Evelin Gisele Guedes, que conseguiu emprego como enfermeira em Lisboa - Yasmin Araújo/UOL
Evelin Gisele Guedes, que conseguiu emprego como enfermeira em Lisboa Imagem: Yasmin Araújo/UOL

Luciana Alvarez

Colaboração para o TAB, de Lisboa (Portugal)

11/02/2021 04h00

Lívia Moreira, 32, trabalhava em um hospital público do Rio de Janeiro e se mudou para Portugal em 2019, já matriculada no mestrado da Escola de Enfermagem de Coimbra. Sabia que teria de passar por um processo de validação do diploma, mas jamais imaginou que, dois anos depois, ainda estaria sem conseguir atuar. "Assim que cheguei, pedi a equivalência. Todos os dias vejo nos jornais que Portugal precisa de enfermeiros, enquanto eu não posso trabalhar", diz.

Para ela, o pior foram as mudanças no meio do caminho. Primeiro, para validar o diploma, precisaria passar por estágios básicos -- o que lhe pareceu sem sentido.
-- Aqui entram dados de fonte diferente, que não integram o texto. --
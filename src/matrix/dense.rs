//! Dense matrix storage with row- or column-major orientation

use std::fmt;
use std::ops::{Index, IndexMut};
use num_traits::Num;

use crate::error::{FormatError, Result};
use crate::matrix::format::{MatrixShape, SparseFormat};

/// Memory order of a dense matrix
#[derive(Debug, Clone, Copy, PartialEq, Eq, Default)]
pub enum Orientation {
    /// Cell (i, j) at `i * n_cols + j`
    #[default]
    RowMajor,
    /// Cell (i, j) at `j * n_rows + i`
    ColumnMajor,
}

/// A fully materialized matrix, explicit zeros included
#[derive(Clone, PartialEq)]
pub struct DenseMatrix<T> {
    /// Number of rows in the matrix
    pub n_rows: usize,

    /// Number of columns in the matrix
    pub n_cols: usize,

    /// Memory order of `values`
    pub orientation: Orientation,

    /// All cells (size: n_rows * n_cols)
    pub values: Vec<T>,
}

impl<T> DenseMatrix<T>
where
    T: Copy + Num,
{
    /// Creates a dense matrix from cell data laid out in the given orientation
    ///
    /// # Panics
    ///
    /// Panics if `values.len() != n_rows * n_cols`
    pub fn new(n_rows: usize, n_cols: usize, orientation: Orientation, values: Vec<T>) -> Self {
        match Self::try_new(n_rows, n_cols, orientation, values) {
            Ok(matrix) => matrix,
            Err(err) => panic!("{}", err),
        }
    }

    /// Creates a dense matrix, returning an error if the data has the wrong length
    pub fn try_new(
        n_rows: usize,
        n_cols: usize,
        orientation: Orientation,
        values: Vec<T>,
    ) -> Result<Self> {
        if values.len() != n_rows * n_cols {
            return Err(FormatError::LengthMismatch {
                what: "dense values/n_rows * n_cols",
                left: values.len(),
                right: n_rows * n_cols,
            });
        }

        Ok(Self {
            n_rows,
            n_cols,
            orientation,
            values,
        })
    }

    /// Creates a row-major matrix from a slice of equal-length rows
    ///
    /// # Panics
    ///
    /// Panics if the rows have different lengths
    pub fn from_rows(rows: &[Vec<T>]) -> Self {
        let n_rows = rows.len();
        let n_cols = rows.first().map_or(0, |row| row.len());
        assert!(
            rows.iter().all(|row| row.len() == n_cols),
            "All rows must have the same length"
        );

        Self {
            n_rows,
            n_cols,
            orientation: Orientation::RowMajor,
            values: rows.iter().flatten().copied().collect(),
        }
    }

    /// Creates a zero-filled matrix
    pub fn zeros(n_rows: usize, n_cols: usize, orientation: Orientation) -> Self {
        Self {
            n_rows,
            n_cols,
            orientation,
            values: vec![T::zero(); n_rows * n_cols],
        }
    }

    /// Returns the value at (i, j)
    #[inline]
    pub fn get(&self, i: usize, j: usize) -> T {
        self.values[self.offset(i, j)]
    }

    /// Returns the number of cells that are not exactly zero
    pub fn nnz(&self) -> usize {
        self.values.iter().filter(|v| !v.is_zero()).count()
    }

    /// Returns the same matrix laid out in `orientation`
    pub fn to_orientation(&self, orientation: Orientation) -> Self {
        if orientation == self.orientation {
            return self.clone();
        }

        let mut result = Self::zeros(self.n_rows, self.n_cols, orientation);
        for i in 0..self.n_rows {
            for j in 0..self.n_cols {
                result[(i, j)] = self.get(i, j);
            }
        }
        result
    }
}

impl<T> DenseMatrix<T> {
    /// Linear position of cell (i, j) in `values`
    #[inline]
    pub fn offset(&self, i: usize, j: usize) -> usize {
        match self.orientation {
            Orientation::RowMajor => i * self.n_cols + j,
            Orientation::ColumnMajor => j * self.n_rows + i,
        }
    }
}

impl<T> Index<(usize, usize)> for DenseMatrix<T> {
    type Output = T;

    fn index(&self, (i, j): (usize, usize)) -> &T {
        &self.values[self.offset(i, j)]
    }
}

impl<T> IndexMut<(usize, usize)> for DenseMatrix<T> {
    fn index_mut(&mut self, (i, j): (usize, usize)) -> &mut T {
        let offset = self.offset(i, j);
        &mut self.values[offset]
    }
}

impl<T: Num> MatrixShape for DenseMatrix<T> {
    fn format(&self) -> SparseFormat {
        SparseFormat::Dense
    }

    fn n_rows(&self) -> usize {
        self.n_rows
    }

    fn n_cols(&self) -> usize {
        self.n_cols
    }

    fn nnz(&self) -> usize {
        self.values.iter().filter(|v| !v.is_zero()).count()
    }
}

impl<T: fmt::Debug + Copy + Num> fmt::Debug for DenseMatrix<T> {
    fn fmt(&self, f: &mut fmt::Formatter<'_>) -> fmt::Result {
        writeln!(f, "DenseMatrix {{")?;
        writeln!(f, "  dimensions: {} × {} ({:?})", self.n_rows, self.n_cols, self.orientation)?;

        let max_rows_to_print = 5.min(self.n_rows);
        let max_cols_to_print = 8.min(self.n_cols);
        for i in 0..max_rows_to_print {
            let row: Vec<T> = (0..max_cols_to_print).map(|j| self.get(i, j)).collect();
            write!(f, "    {:?}", row)?;
            if self.n_cols > max_cols_to_print {
                write!(f, " ...")?;
            }
            writeln!(f)?;
        }
        if self.n_rows > max_rows_to_print {
            writeln!(f, "    ... ({} more rows)", self.n_rows - max_rows_to_print)?;
        }

        write!(f, "}}")
    }
}
use std::sync::Arc;

use aiaa_agent::classifier::IntentClassifier;
use aiaa_agent::llm::{client_from_config, LlmClient};
use aiaa_agent::runtime::AgentRuntime;
use aiaa_chat::events::EventDispatcher;
use aiaa_chat::polling::{ChatTransport, PollingRunner, ReconnectPolicy};
use aiaa_chat::telegram::TelegramTransport;
use aiaa_core::config::{AppConfig, ConfigError, LoadOptions};
use aiaa_erp::accessors::ErpService;
use aiaa_erp::client::{ErpSession, TransportError};
use aiaa_erp::gateway::ErpGateway;
use thiserror::Error;
use tracing::{info, warn};

use crate::conversation::AgentConversation;

pub struct Application {
    pub config: AppConfig,
    pub erp_session: Arc<ErpSession>,
    pub agent_runtime: Arc<AgentRuntime>,
    pub chat_runner: PollingRunner,
}

#[derive(Debug, Error)]
pub enum BootstrapError {
    #[error(transparent)]
    Config(#[from] ConfigError),
    #[error("erp http client could not be built: {0}")]
    ErpClient(#[source] TransportError),
    #[error("language model client could not be built: {0}")]
    LlmClient(#[source] anyhow::Error),
    #[error("telegram transport could not be built: {0}")]
    ChatTransport(#[source] anyhow::Error),
}

pub async fn bootstrap(options: LoadOptions) -> Result<Application, BootstrapError> {
    let config = AppConfig::load(options)?;
    bootstrap_with_config(config).await
}

/// Wires the ERP session, the agent and the Telegram runner from an already
/// loaded config. The initial ERP login is attempted but a failure only
/// degrades health; requests log in again on demand.
pub async fn bootstrap_with_config(config: AppConfig) -> Result<Application, BootstrapError> {
    info!(event_name = "system.bootstrap.start", "starting application bootstrap");

    let erp_session =
        Arc::new(ErpSession::from_config(&config.erp).map_err(BootstrapError::ErpClient)?);
    if erp_session.login().await {
        info!(
            event_name = "system.bootstrap.erp_connected",
            base_url = %erp_session.base_url(),
            "initial erp login succeeded"
        );
    } else {
        warn!(
            event_name = "system.bootstrap.erp_unavailable",
            base_url = %erp_session.base_url(),
            "initial erp login failed; continuing, requests will retry the login"
        );
    }

    let llm: Arc<dyn LlmClient> =
        Arc::from(client_from_config(&config.llm).map_err(BootstrapError::LlmClient)?);
    info!(
        event_name = "system.bootstrap.llm_configured",
        provider = ?config.llm.provider,
        model = %config.llm.model,
        "language model client configured"
    );

    let erp: Arc<dyn ErpGateway> =
        Arc::new(ErpService::new(erp_session.clone(), config.erp.debtor_type.clone()));
    let agent_runtime = Arc::new(AgentRuntime::new(erp, IntentClassifier::new(llm)));

    let transport: Arc<dyn ChatTransport> = Arc::new(
        TelegramTransport::from_config(&config.telegram).map_err(BootstrapError::ChatTransport)?,
    );
    let dispatcher =
        EventDispatcher::for_service(Arc::new(AgentConversation::new(agent_runtime.clone())));
    let chat_runner = PollingRunner::new(transport, dispatcher, ReconnectPolicy::default());

    Ok(Application { config, erp_session, agent_runtime, chat_runner })
}

#[cfg(test)]
mod tests {
    use aiaa_core::config::{ConfigOverrides, LoadOptions};

    use crate::bootstrap::bootstrap;

    #[tokio::test]
    async fn bootstrap_fails_fast_on_malformed_bot_token() {
        let result = bootstrap(LoadOptions {
            config_path: Some("does-not-exist.toml".into()),
            overrides: ConfigOverrides {
                telegram_bot_token: Some("not-a-token".to_string()),
                ..ConfigOverrides::default()
            },
            ..LoadOptions::default()
        })
        .await;

        let message = result.err().expect("bootstrap should fail").to_string();
        assert!(message.contains("telegram.bot_token"), "{message}");
    }

    #[tokio::test]
    async fn bootstrap_survives_unreachable_erp() {
        let app = bootstrap(LoadOptions {
            config_path: Some("does-not-exist.toml".into()),
            overrides: ConfigOverrides {
                telegram_bot_token: Some("123456:test-secret".to_string()),
                erp_base_url: Some("http://127.0.0.1:9".to_string()),
                ..ConfigOverrides::default()
            },
            ..LoadOptions::default()
        })
        .await
        .expect("bootstrap should not require a reachable erp");

        assert!(!app.erp_session.has_token().await);
        assert_eq!(app.agent_runtime.sessions().len().await, 0);
    }
}
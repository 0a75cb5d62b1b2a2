use chrono::{Duration, NaiveDate};
use rust_decimal::Decimal;
use serde::{Deserialize, Serialize};

use crate::domain::invoice::InvoiceHeader;
use crate::errors::DomainError;

pub const ERP_DATE_FORMAT: &str = "%Y/%m/%d";

#[derive(Clone, Debug, PartialEq, Eq, Serialize, Deserialize)]
pub struct SalesSummary {
    pub date: NaiveDate,
    pub revenue: Decimal,
    pub invoice_count: usize,
    pub previous_revenue: Decimal,
}

impl SalesSummary {
    /// Aggregates invoice headers covering `date` and the day before it.
    /// Cancelled invoices and invoices dated outside the two days are ignored.
    pub fn aggregate(date: NaiveDate, invoices: &[InvoiceHeader]) -> Self {
        let previous = previous_day(date);
        let mut summary = Self {
            date,
            revenue: Decimal::ZERO,
            invoice_count: 0,
            previous_revenue: Decimal::ZERO,
        };

        for invoice in invoices.iter().filter(|invoice| !invoice.cancelled) {
            match invoice.document_date {
                Some(day) if day == date => {
                    summary.revenue += invoice.total;
                    summary.invoice_count += 1;
                }
                Some(day) if day == previous => summary.previous_revenue += invoice.total,
                _ => {}
            }
        }

        summary
    }

    pub fn difference(&self) -> Decimal {
        self.revenue - self.previous_revenue
    }

    pub fn previous_date(&self) -> NaiveDate {
        previous_day(self.date)
    }
}

pub fn previous_day(date: NaiveDate) -> NaiveDate {
    date.checked_sub_signed(Duration::days(1)).unwrap_or(date)
}

pub fn format_erp_date(date: NaiveDate) -> String {
    date.format(ERP_DATE_FORMAT).to_string()
}

/// Resolves the date argument of a sales request relative to `today`.
/// Missing, blank and `today` mean today; `yesterday` means the day before;
/// otherwise `YYYY/MM/DD` or `YYYY-MM-DD` is expected.
pub fn resolve_sales_date(raw: Option<&str>, today: NaiveDate) -> Result<NaiveDate, DomainError> {
    let Some(raw) = raw.map(str::trim).filter(|value| !value.is_empty()) else {
        return Ok(today);
    };

    match raw.to_ascii_lowercase().as_str() {
        "today" => return Ok(today),
        "yesterday" => return Ok(previous_day(today)),
        _ => {}
    }

    NaiveDate::parse_from_str(raw, ERP_DATE_FORMAT)
        .or_else(|_| NaiveDate::parse_from_str(raw, "%Y-%m-%d"))
        .map_err(|_| DomainError::UnreadableDate(raw.to_owned()))
}
use thiserror::Error;

use crate::flows::FlowTransitionError;

#[derive(Clone, Debug, Error, PartialEq, Eq)]
pub enum DomainError {
    #[error(transparent)]
    FlowTransition(#[from] FlowTransitionError),
    #[error("domain invariant violation: {0}")]
    InvariantViolation(String),
    #[error("unreadable date `{0}` (expected YYYY/MM/DD, today or yesterday)")]
    UnreadableDate(String),
}

#[derive(Clone, Debug, Error, PartialEq, Eq)]
pub enum ApplicationError {
    #[error(transparent)]
    Domain(#[from] DomainError),
    #[error("integration failure: {0}")]
    Integration(String),
}

#[derive(Clone, Debug, Error, PartialEq, Eq)]
pub enum InterfaceError {
    #[error("bad request: {message}")]
    BadRequest { message: String, correlation_id: String },
    #[error("service unavailable: {message}")]
    ServiceUnavailable { message: String, correlation_id: String },
    #[error("internal error: {message}")]
    Internal { message: String, correlation_id: String },
}

impl InterfaceError {
    pub fn user_message(&self) -> &'static str {
        match self {
            Self::BadRequest { .. } => "I couldn't process that request. Check the input and try again.",
            Self::ServiceUnavailable { .. } => {
                "⚠️ Could not reach the ERP service. Please retry shortly."
            }
            Self::Internal { .. } => "An unexpected internal error occurred.",
        }
    }

    pub fn correlation_id(&self) -> &str {
        match self {
            Self::BadRequest { correlation_id, .. }
            | Self::ServiceUnavailable { correlation_id, .. }
            | Self::Internal { correlation_id, .. } => correlation_id,
        }
    }
}

impl ApplicationError {
    pub fn into_interface(self, correlation_id: impl Into<String>) -> InterfaceError {
        let correlation_id = correlation_id.into();
        let mut mapped = InterfaceError::from(self);
        match &mut mapped {
            InterfaceError::BadRequest { correlation_id: id, .. }
            | InterfaceError::ServiceUnavailable { correlation_id: id, .. }
            | InterfaceError::Internal { correlation_id: id, .. } => *id = correlation_id,
        }
        mapped
    }
}

impl From<ApplicationError> for InterfaceError {
    fn from(value: ApplicationError) -> Self {
        match value {
            // A broken invariant is our fault, not the user's input.
            ApplicationError::Domain(error @ DomainError::InvariantViolation(_)) => {
                Self::Internal { message: error.to_string(), correlation_id: "unassigned".to_owned() }
            }
            ApplicationError::Domain(error) => {
                Self::BadRequest { message: error.to_string(), correlation_id: "unassigned".to_owned() }
            }
            ApplicationError::Integration(message) => {
                Self::ServiceUnavailable { message, correlation_id: "unassigned".to_owned() }
            }
        }
    }
}

#[cfg(test)]
mod tests {
    use crate::errors::{ApplicationError, DomainError, InterfaceError};
    use crate::flows::{FlowState, FlowTransitionError};

    #[test]
    fn domain_error_maps_to_bad_request_interface_error() {
        let interface = ApplicationError::from(DomainError::FlowTransition(
            FlowTransitionError::MissingRequiredFields {
                state: FlowState::AwaitingConfirm,
                missing_fields: vec!["debtor_code".to_owned()],
            },
        ))
        .into_interface("req-1");

        assert!(matches!(
            interface,
            InterfaceError::BadRequest {
                ref correlation_id,
                ..
            } if correlation_id == "req-1"
        ));
        assert_eq!(interface.correlation_id(), "req-1");
    }

    #[test]
    fn integration_error_maps_to_service_unavailable() {
        let interface =
            ApplicationError::Integration("connection refused".to_owned()).into_interface("req-2");

        assert!(matches!(interface, InterfaceError::ServiceUnavailable { .. }));
        assert!(interface.user_message().contains("Could not reach the ERP service"));
    }

    #[test]
    fn unreadable_date_keeps_the_offending_text() {
        let interface = ApplicationError::from(DomainError::UnreadableDate("next week".to_owned()))
            .into_interface("req-3");

        assert!(matches!(
            interface,
            InterfaceError::BadRequest { ref message, .. } if message.contains("next week")
        ));
    }

    #[test]
    fn invariant_violation_maps_to_internal() {
        let interface = ApplicationError::from(DomainError::InvariantViolation(
            "session store poisoned".to_owned(),
        ))
        .into_interface("req-4");

        assert!(matches!(interface, InterfaceError::Internal { .. }));
        assert_eq!(interface.user_message(), "An unexpected internal error occurred.");
    }
}
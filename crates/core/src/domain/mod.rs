pub mod chat;
pub mod debtor;
pub mod fields;
pub mod invoice;
pub mod sales;
pub mod stock;
use std::{collections::HashMap, sync::Arc};

use aiaa_core::domain::chat::ChatId;
use aiaa_core::reply::ReplyMessage;
use async_trait::async_trait;
use thiserror::Error;

use crate::commands::BotCommand;

#[derive(Clone, Debug, PartialEq, Eq)]
pub struct ChatEnvelope {
    pub update_id: i64,
    pub event: ChatEvent,
}

#[derive(Clone, Debug, PartialEq, Eq)]
pub enum ChatEvent {
    Command(CommandEvent),
    Message(MessageEvent),
    ButtonPress(ButtonPressEvent),
    Unsupported { event_type: String },
}

impl ChatEvent {
    pub fn event_type(&self) -> ChatEventType {
        match self {
            Self::Command(_) => ChatEventType::Command,
            Self::Message(_) => ChatEventType::Message,
            Self::ButtonPress(_) => ChatEventType::ButtonPress,
            Self::Unsupported { .. } => ChatEventType::Unsupported,
        }
    }

    pub fn chat_id(&self) -> Option<ChatId> {
        match self {
            Self::Command(event) => Some(event.chat_id),
            Self::Message(event) => Some(event.chat_id),
            Self::ButtonPress(event) => Some(event.chat_id),
            Self::Unsupported { .. } => None,
        }
    }

    /// Text and button events wait on the model or the ERP, so the user gets
    /// a placeholder while they run.
    pub fn wants_working_indicator(&self) -> bool {
        matches!(self, Self::Message(_) | Self::ButtonPress(_))
    }
}

#[derive(Clone, Copy, Debug, PartialEq, Eq, Hash)]
pub enum ChatEventType {
    Command,
    Message,
    ButtonPress,
    Unsupported,
}

#[derive(Clone, Debug, PartialEq, Eq)]
pub struct CommandEvent {
    pub chat_id: ChatId,
    pub user_id: Option<i64>,
    pub command: BotCommand,
}

#[derive(Clone, Debug, PartialEq, Eq)]
pub struct MessageEvent {
    pub chat_id: ChatId,
    pub user_id: Option<i64>,
    pub text: String,
}

#[derive(Clone, Debug, PartialEq, Eq)]
pub struct ButtonPressEvent {
    pub chat_id: ChatId,
    pub user_id: Option<i64>,
    pub callback_id: String,
    pub action_id: String,
    pub message_id: Option<i64>,
}

#[derive(Clone, Debug, PartialEq, Eq)]
pub struct EventContext {
    pub correlation_id: String,
}

impl Default for EventContext {
    fn default() -> Self {
        Self { correlation_id: "unknown-correlation-id".to_owned() }
    }
}

#[derive(Clone, Debug, PartialEq, Eq)]
pub enum HandlerResult {
    Responded(ReplyMessage),
    Ignored,
}

#[derive(Debug, Error, PartialEq, Eq)]
pub enum EventHandlerError {
    #[error("conversation service failure: {0}")]
    Service(String),
}

#[derive(Debug, Error, PartialEq, Eq)]
pub enum DispatchError {
    #[error(transparent)]
    Handler(#[from] EventHandlerError),
}

/// What the chat layer needs from the conversation logic behind it.
#[async_trait]
pub trait ConversationService: Send + Sync {
    async fn on_command(
        &self,
        chat: ChatId,
        command: BotCommand,
        ctx: &EventContext,
    ) -> Result<ReplyMessage, EventHandlerError>;

    async fn on_message(
        &self,
        chat: ChatId,
        text: &str,
        ctx: &EventContext,
    ) -> Result<ReplyMessage, EventHandlerError>;

    async fn on_button(
        &self,
        chat: ChatId,
        action_id: &str,
        ctx: &EventContext,
    ) -> Result<ReplyMessage, EventHandlerError>;
}

#[async_trait]
pub trait EventHandler: Send + Sync {
    fn event_type(&self) -> ChatEventType;
    async fn handle(
        &self,
        envelope: &ChatEnvelope,
        ctx: &EventContext,
    ) -> Result<HandlerResult, EventHandlerError>;
}

#[derive(Default)]
pub struct EventDispatcher {
    handlers: HashMap<ChatEventType, Arc<dyn EventHandler>>,
}

impl EventDispatcher {
    pub fn new() -> Self {
        Self::default()
    }

    /// Registers the command, message and button handlers over one service.
    pub fn for_service<S>(service: Arc<S>) -> Self
    where
        S: ConversationService + 'static,
    {
        let mut dispatcher = Self::new();
        dispatcher.register(CommandHandler::new(service.clone()));
        dispatcher.register(MessageHandler::new(service.clone()));
        dispatcher.register(ButtonPressHandler::new(service));
        dispatcher
    }

    pub fn register<H>(&mut self, handler: H)
    where
        H: EventHandler + 'static,
    {
        self.handlers.insert(handler.event_type(), Arc::new(handler));
    }

    pub async fn dispatch(
        &self,
        envelope: &ChatEnvelope,
        ctx: &EventContext,
    ) -> Result<HandlerResult, DispatchError> {
        let Some(handler) = self.handlers.get(&envelope.event.event_type()) else {
            return Ok(HandlerResult::Ignored);
        };

        handler.handle(envelope, ctx).await.map_err(DispatchError::from)
    }

    pub fn handler_count(&self) -> usize {
        self.handlers.len()
    }
}

pub struct CommandHandler<S> {
    service: Arc<S>,
}

impl<S> CommandHandler<S>
where
    S: ConversationService,
{
    pub fn new(service: Arc<S>) -> Self {
        Self { service }
    }
}

#[async_trait]
impl<S> EventHandler for CommandHandler<S>
where
    S: ConversationService + 'static,
{
    fn event_type(&self) -> ChatEventType {
        ChatEventType::Command
    }

    async fn handle(
        &self,
        envelope: &ChatEnvelope,
        ctx: &EventContext,
    ) -> Result<HandlerResult, EventHandlerError> {
        let ChatEvent::Command(event) = &envelope.event else {
            return Ok(HandlerResult::Ignored);
        };

        let reply = self.service.on_command(event.chat_id, event.command, ctx).await?;
        Ok(HandlerResult::Responded(reply))
    }
}

pub struct MessageHandler<S> {
    service: Arc<S>,
}

impl<S> MessageHandler<S>
where
    S: ConversationService,
{
    pub fn new(service: Arc<S>) -> Self {
        Self { service }
    }
}

#[async_trait]
impl<S> EventHandler for MessageHandler<S>
where
    S: ConversationService + 'static,
{
    fn event_type(&self) -> ChatEventType {
        ChatEventType::Message
    }

    async fn handle(
        &self,
        envelope: &ChatEnvelope,
        ctx: &EventContext,
    ) -> Result<HandlerResult, EventHandlerError> {
        let ChatEvent::Message(event) = &envelope.event else {
            return Ok(HandlerResult::Ignored);
        };
        if event.text.trim().is_empty() {
            return Ok(HandlerResult::Ignored);
        }

        let reply = self.service.on_message(event.chat_id, &event.text, ctx).await?;
        Ok(HandlerResult::Responded(reply))
    }
}

pub struct ButtonPressHandler<S> {
    service: Arc<S>,
}

impl<S> ButtonPressHandler<S>
where
    S: ConversationService,
{
    pub fn new(service: Arc<S>) -> Self {
        Self { service }
    }
}

#[async_trait]
impl<S> EventHandler for ButtonPressHandler<S>
where
    S: ConversationService + 'static,
{
    fn event_type(&self) -> ChatEventType {
        ChatEventType::ButtonPress
    }

    async fn handle(
        &self,
        envelope: &ChatEnvelope,
        ctx: &EventContext,
    ) -> Result<HandlerResult, EventHandlerError> {
        let ChatEvent::ButtonPress(event) = &envelope.event else {
            return Ok(HandlerResult::Ignored);
        };

        let reply = self.service.on_button(event.chat_id, &event.action_id, ctx).await?;
        Ok(HandlerResult::Responded(reply))
    }
}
Além de sua experiência profissional comprovada, ela já tinha feito mestrado. "Eu já havia estagiado em cuidados intensivos e em contexto de urgência, sempre com boas notas. Não me recusei a fazer nada, mas por causa da pandemia, os estágios mais básicos que estavam me pedindo foram suspensos", lembra.

A enfermeira ainda esperava pela oportunidade de cumprir as etapas básicas novamente quando seu processo foi anulado. Teve, então, que se inscrever como aluna do curso de graduação em enfermagem e validar cada um das disciplinas. Agora, para conquistar a equivalência do diploma, precisa cursar matérias teóricas. "Eu queria estar na linha de frente. Fico agoniada ao me ver de mãos atadas", afirma.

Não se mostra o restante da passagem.